# [PROBLEM DETAILS]
Determine the number of lines in the listing that include the string "attachments"; the reply consists of that number only.
Start of MATERIAL FOR THIS TASK
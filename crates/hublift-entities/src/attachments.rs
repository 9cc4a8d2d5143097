use sea_orm::entity::prelude::*;
use serde::{Deserialize, Serialize};

use hublift_core::UtcDateTime;

#[derive(Clone, Debug, PartialEq, DeriveEntityModel, Eq, Serialize, Deserialize)]
#[sea_orm(table_name = "attachments")]
pub struct Model {
    #[sea_orm(primary_key)]
    pub id: i64,
    pub project_id: i64,
    /// External asset id, unique per project.
    pub external_id: String,
    /// Object type the attachment belongs to, e.g. "issue" or "release".
    pub record_type: String,
    /// External id of the owning record.
    pub record_external_id: String,
    pub url: String,
    pub created_at: UtcDateTime,
}

#[derive(Copy, Clone, Debug, EnumIter, DeriveRelation)]
pub enum Relation {}

impl ActiveModelBehavior for ActiveModel {}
End of MATERIAL FOR THIS TASK
# [RESULT OF THIS TASK]
2